51. Altered GABA transporter-1 mRNA expression in prefrontal cortical neurons in schizophrenia

Abstract

Within the prefrontal cortex (PFC) of schizophrenic subjects, recent studies suggest that alterations in markers of GABA neurotransmission, including decreased immunoreactivity for the GABA membrane transporter, GAT-1, may be most prominent in the chandelier cell subpopulation of GABA neurons (PNAS 95:5341, 1998). In order to explore one possible mechanism for these findings, we tested the hypothesis that GAT-1 mRNA expression is decreased in a subset of PFC GABA neurons in schizophrenia. Tissue sections containing PFC area 9 from 10 schizophrenic subjects, each matched to one control subject for sex, age, and postmortem interval, were processed for in situ hybridization histochemistry with S-labeled oligonucleotide probes for GAT-1 mRNA and exposed to nuclear emulsion. The density of labeled neurons was decreased in the schizophrenic subjects by 21–32% in layers 1–5 but was unchanged in layer 6. In contrast, mean grain density per labeled neuron, a relative measure of the cellular level of GAT-1 mRNA expression, did not differ between schizophrenic and control subjects.

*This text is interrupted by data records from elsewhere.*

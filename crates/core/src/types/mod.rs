//! Core types for Dresser.
//!
//! This module provides type-safe wrappers for common domain concepts.

pub mod email;
pub mod garment;
pub mod id;

pub use email::{Email, EmailError};
pub use garment::{Category, GarmentType, Occasion, UnknownVariant};
pub use id::*;
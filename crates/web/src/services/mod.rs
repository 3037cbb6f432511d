//! External service integrations.

pub mod auth;
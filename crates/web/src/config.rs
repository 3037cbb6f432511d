//! Dresser configuration loaded from environment variables.
//!
//! # Environment Variables
//!
//! ## Required
//! - `DRESSER_BASE_URL` - Public URL for the site
//! - `DRESSER_SESSION_SECRET` - Session signing secret (min 32 chars, high entropy)
//! - `WARDROBE_API_URL` - Base URL of the wardrobe backend API
//! - `IDENTITY_ISSUER_URL` - Identity provider issuer URL
//! - `IDENTITY_CLIENT_ID` - Identity provider OAuth client ID
//! - `IDENTITY_CLIENT_SECRET` - Identity provider OAuth client secret
//!
//! ## Optional
//! - `DRESSER_HOST` - Bind address (default: 127.0.0.1)
//! - `DRESSER_PORT` - Listen port (default: 3000)
//! - `WARDROBE_API_TOKEN` - Bearer token for the wardrobe backend
//! - `SENTRY_DSN` - Sentry error tracking DSN
//! - `SENTRY_ENVIRONMENT` - Sentry environment name

use std::collections::HashMap;
use std::net::{IpAddr, SocketAddr};

use secrecy::{ExposeSecret, SecretString};
use thiserror::Error;

const MIN_SESSION_SECRET_LENGTH: usize = 32;
const MIN_ENTROPY_BITS_PER_CHAR: f64 = 3.3;

/// Blocklist of common placeholder patterns (case-insensitive)
const PLACEHOLDER_PATTERNS: &[&str] = &[
    "your-",
    "changeme",
    "replace",
    "placeholder",
    "example",
    "secret",
    "password",
    "xxx",
    "todo",
    "fixme",
    "insert",
    "enter-",
    "put-your",
    "add-your",
];

/// Configuration errors that can occur during loading.
#[derive(Debug, Error)]
pub enum ConfigError {
    #[error("Missing environment variable: {0}")]
    MissingEnvVar(String),
    #[error("Invalid environment variable {0}: {1}")]
    InvalidEnvVar(String, String),
    #[error("Insecure secret in {0}: {1}")]
    InsecureSecret(String, String),
}

/// Dresser application configuration.
#[derive(Debug, Clone)]
pub struct DresserConfig {
    /// IP address to bind the server to
    pub host: IpAddr,
    /// Port to listen on
    pub port: u16,
    /// Public base URL for the site
    pub base_url: String,
    /// Session signing secret
    pub session_secret: SecretString,
    /// Wardrobe backend API configuration
    pub wardrobe: WardrobeApiConfig,
    /// Identity provider configuration
    pub identity: IdentityConfig,
    /// Sentry DSN for error tracking
    pub sentry_dsn: Option<String>,
    /// Sentry environment name
    pub sentry_environment: Option<String>,
}

/// Wardrobe backend API configuration.
///
/// Implements `Debug` manually to redact the API token.
#[derive(Clone)]
pub struct WardrobeApiConfig {
    /// Base URL of the wardrobe API (e.g., <https://api.example.com>)
    pub base_url: String,
    /// Optional bearer token for server-to-server calls
    pub api_token: Option<SecretString>,
}

impl std::fmt::Debug for WardrobeApiConfig {
    fn fmt(&self, f: &mut std::fmt::Formatter<'_>) -> std::fmt::Result {
        f.debug_struct("WardrobeApiConfig")
            .field("base_url", &self.base_url)
            .field(
                "api_token",
                &self.api_token.as_ref().map(|_| "[REDACTED]"),
            )
            .finish()
    }
}

/// Identity provider configuration.
///
/// Implements `Debug` manually to redact the client secret.
#[derive(Clone)]
pub struct IdentityConfig {
    /// Issuer URL (e.g., <https://login.example.com>)
    pub issuer_url: String,
    /// OAuth client ID
    pub client_id: String,
    /// OAuth client secret
    pub client_secret: SecretString,
}

impl std::fmt::Debug for IdentityConfig {
    fn fmt(&self, f: &mut std::fmt::Formatter<'_>) -> std::fmt::Result {
        f.debug_struct("IdentityConfig")
            .field("issuer_url", &self.issuer_url)
            .field("client_id", &self.client_id)
            .field("client_secret", &"[REDACTED]")
            .finish()
    }
}

impl DresserConfig {
    /// Load configuration from environment variables.
    ///
    /// Calls `dotenvy::dotenv()` to load from `.env` file if present.
    ///
    /// # Errors
    ///
    /// Returns `ConfigError` if required variables are missing, invalid, or
    /// if secrets fail validation (placeholder detection, entropy check).
    pub fn from_env() -> Result<Self, ConfigError> {
        // Load .env file if present (ignore errors if not found)
        let _ = dotenvy::dotenv();

        let host = get_env_or_default("DRESSER_HOST", "127.0.0.1")
            .parse::<IpAddr>()
            .map_err(|e| ConfigError::InvalidEnvVar("DRESSER_HOST".to_string(), e.to_string()))?;
        let port = get_env_or_default("DRESSER_PORT", "3000")
            .parse::<u16>()
            .map_err(|e| ConfigError::InvalidEnvVar("DRESSER_PORT".to_string(), e.to_string()))?;
        let base_url = get_required_env("DRESSER_BASE_URL")?;
        let session_secret = get_validated_secret("DRESSER_SESSION_SECRET")?;
        validate_session_secret(&session_secret, "DRESSER_SESSION_SECRET")?;

        let wardrobe = WardrobeApiConfig::from_env()?;
        let identity = IdentityConfig::from_env()?;
        let sentry_dsn = get_optional_env("SENTRY_DSN");
        let sentry_environment = get_optional_env("SENTRY_ENVIRONMENT");

        Ok(Self {
            host,
            port,
            base_url,
            session_secret,
            wardrobe,
            identity,
            sentry_dsn,
            sentry_environment,
        })
    }

    /// Returns the socket address for binding the server.
    #[must_use]
    pub const fn socket_addr(&self) -> SocketAddr {
        SocketAddr::new(self.host, self.port)
    }
}

impl WardrobeApiConfig {
    fn from_env() -> Result<Self, ConfigError> {
        Ok(Self {
            base_url: get_required_env("WARDROBE_API_URL")?,
            api_token: get_optional_env("WARDROBE_API_TOKEN").map(SecretString::from),
        })
    }
}

impl IdentityConfig {
    fn from_env() -> Result<Self, ConfigError> {
        Ok(Self {
            issuer_url: get_required_env("IDENTITY_ISSUER_URL")?,
            client_id: get_required_env("IDENTITY_CLIENT_ID")?,
            client_secret: get_validated_secret("IDENTITY_CLIENT_SECRET")?,
        })
    }
}

// =============================================================================
// Helper Functions
// =============================================================================

/// Get a required environment variable.
fn get_required_env(key: &str) -> Result<String, ConfigError> {
    std::env::var(key).map_err(|_| ConfigError::MissingEnvVar(key.to_string()))
}

/// Get an optional environment variable.
fn get_optional_env(key: &str) -> Option<String> {
    std::env::var(key).ok()
}

/// Get an environment variable with a default value.
fn get_env_or_default(key: &str, default: &str) -> String {
    std::env::var(key).unwrap_or_else(|_| default.to_string())
}

/// Validate that a session secret meets minimum length requirements.
fn validate_session_secret(secret: &SecretString, var_name: &str) -> Result<(), ConfigError> {
    let value = secret.expose_secret();
    if value.len() < MIN_SESSION_SECRET_LENGTH {
        return Err(ConfigError::InsecureSecret(
            var_name.to_string(),
            format!(
                "must be at least {} characters (got {})",
                MIN_SESSION_SECRET_LENGTH,
                value.len()
            ),
        ));
    }
    Ok(())
}

/// Calculate Shannon entropy in bits per character.
fn shannon_entropy(s: &str) -> f64 {
    if s.is_empty() {
        return 0.0;
    }

    let mut freq: HashMap<char, usize> = HashMap::new();
    for c in s.chars() {
        *freq.entry(c).or_insert(0) += 1;
    }

    #[allow(clippy::cast_precision_loss)] // String length will never exceed f64 precision
    let len = s.len() as f64;
    freq.values()
        .map(|&count| {
            #[allow(clippy::cast_precision_loss)] // Character count will never exceed f64 precision
            let p = count as f64 / len;
            -p * p.log2()
        })
        .sum()
}

/// Validate that a secret is not a placeholder and has sufficient entropy.
fn validate_secret_strength(secret: &str, var_name: &str) -> Result<(), ConfigError> {
    let lower = secret.to_lowercase();

    // Check blocklist
    for pattern in PLACEHOLDER_PATTERNS {
        if lower.contains(pattern) {
            return Err(ConfigError::InsecureSecret(
                var_name.to_string(),
                format!("appears to be a placeholder (contains '{pattern}')"),
            ));
        }
    }

    // Check entropy (real secrets like API keys have high entropy)
    let entropy = shannon_entropy(secret);
    if entropy < MIN_ENTROPY_BITS_PER_CHAR {
        return Err(ConfigError::InsecureSecret(
            var_name.to_string(),
            format!(
                "entropy too low ({entropy:.2} bits/char, need >= {MIN_ENTROPY_BITS_PER_CHAR:.1}). Use a randomly generated secret."
            ),
        ));
    }

    Ok(())
}

/// Load and validate a secret from environment.
fn get_validated_secret(key: &str) -> Result<SecretString, ConfigError> {
    let value = get_required_env(key)?;
    validate_secret_strength(&value, key)?;
    Ok(SecretString::from(value))
}
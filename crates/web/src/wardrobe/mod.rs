//! Wardrobe backend API client.
//!
//! # Architecture
//!
//! - Plain JSON-over-HTTP calls via `reqwest` - the backend owns all
//!   persistence and the outfit generator
//! - No caching, no retries, no request timeouts: each call is a single
//!   fire-and-observe round trip
//!
//! # Endpoints
//!
//! - `POST /user/signin` / `POST /user/signup` - lookup-or-create a user from
//!   the identity provider's email
//! - `POST /outfits/generateOutfits` - candidate outfit set for a user
//! - `POST /outfits/randomOutfits` - one random outfit
//! - `POST /wardrobeItems/updateSelected` - mark which items are in use
//! - `POST /wardrobeItems/addItems` - multipart upload of a new item
//!
//! # Example
//!
//! ```rust,ignore
//! use dresser_web::wardrobe::WardrobeClient;
//!
//! let client = WardrobeClient::new(&config.wardrobe);
//!
//! let user_id = match client.sign_in(&email).await? {
//!     Some(id) => id,
//!     None => client.sign_up(&email, Some("Ada")).await?,
//! };
//! let outfits = client.generate_outfits(&user_id).await?;
//! ```

mod client;
pub mod types;

pub use client::WardrobeClient;
pub use types::*;

use thiserror::Error;

/// Errors that can occur when talking to the wardrobe backend.
#[derive(Debug, Error)]
pub enum WardrobeError {
    /// HTTP request failed.
    #[error("HTTP error: {0}")]
    Http(#[from] reqwest::Error),

    /// Backend returned a non-success status.
    #[error("wardrobe API returned {status}: {body}")]
    Status {
        /// HTTP status code from the backend.
        status: reqwest::StatusCode,
        /// Response body excerpt (truncated).
        body: String,
    },

    /// JSON parsing failed.
    #[error("JSON parse error: {0}")]
    Parse(#[from] serde_json::Error),

    /// An uploaded file could not be turned into a multipart part.
    #[error("invalid upload: {0}")]
    InvalidUpload(String),
}

#[cfg(test)]
mod tests {
    use super::*;

    #[test]
    fn test_status_error_display() {
        let err = WardrobeError::Status {
            status: reqwest::StatusCode::BAD_GATEWAY,
            body: "upstream down".to_string(),
        };
        assert_eq!(
            err.to_string(),
            "wardrobe API returned 502 Bad Gateway: upstream down"
        );
    }

    #[test]
    fn test_invalid_upload_display() {
        let err = WardrobeError::InvalidUpload("bad content type".to_string());
        assert_eq!(err.to_string(), "invalid upload: bad content type");
    }
}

These findings indicate that GAT-1 mRNA expression is relatively unaltered in the majority of PFC GABA neurons in schizophrenic subjects, but is reduced below a detectable level in a subset of GABA neurons. Furthermore, the magnitude and laminar pattern of these results were strikingly similar to our previous study of GAD67 mRNA expression in the same subjects (Arch Gen Psych, in press). Thus, markers of both GABA synthesis and uptake appear to be altered at the level of gene expression in a subset of GABA neurons, and the resulting changes in GABA neurotransmission may contribute to PFC dysfunction in schizophrenia.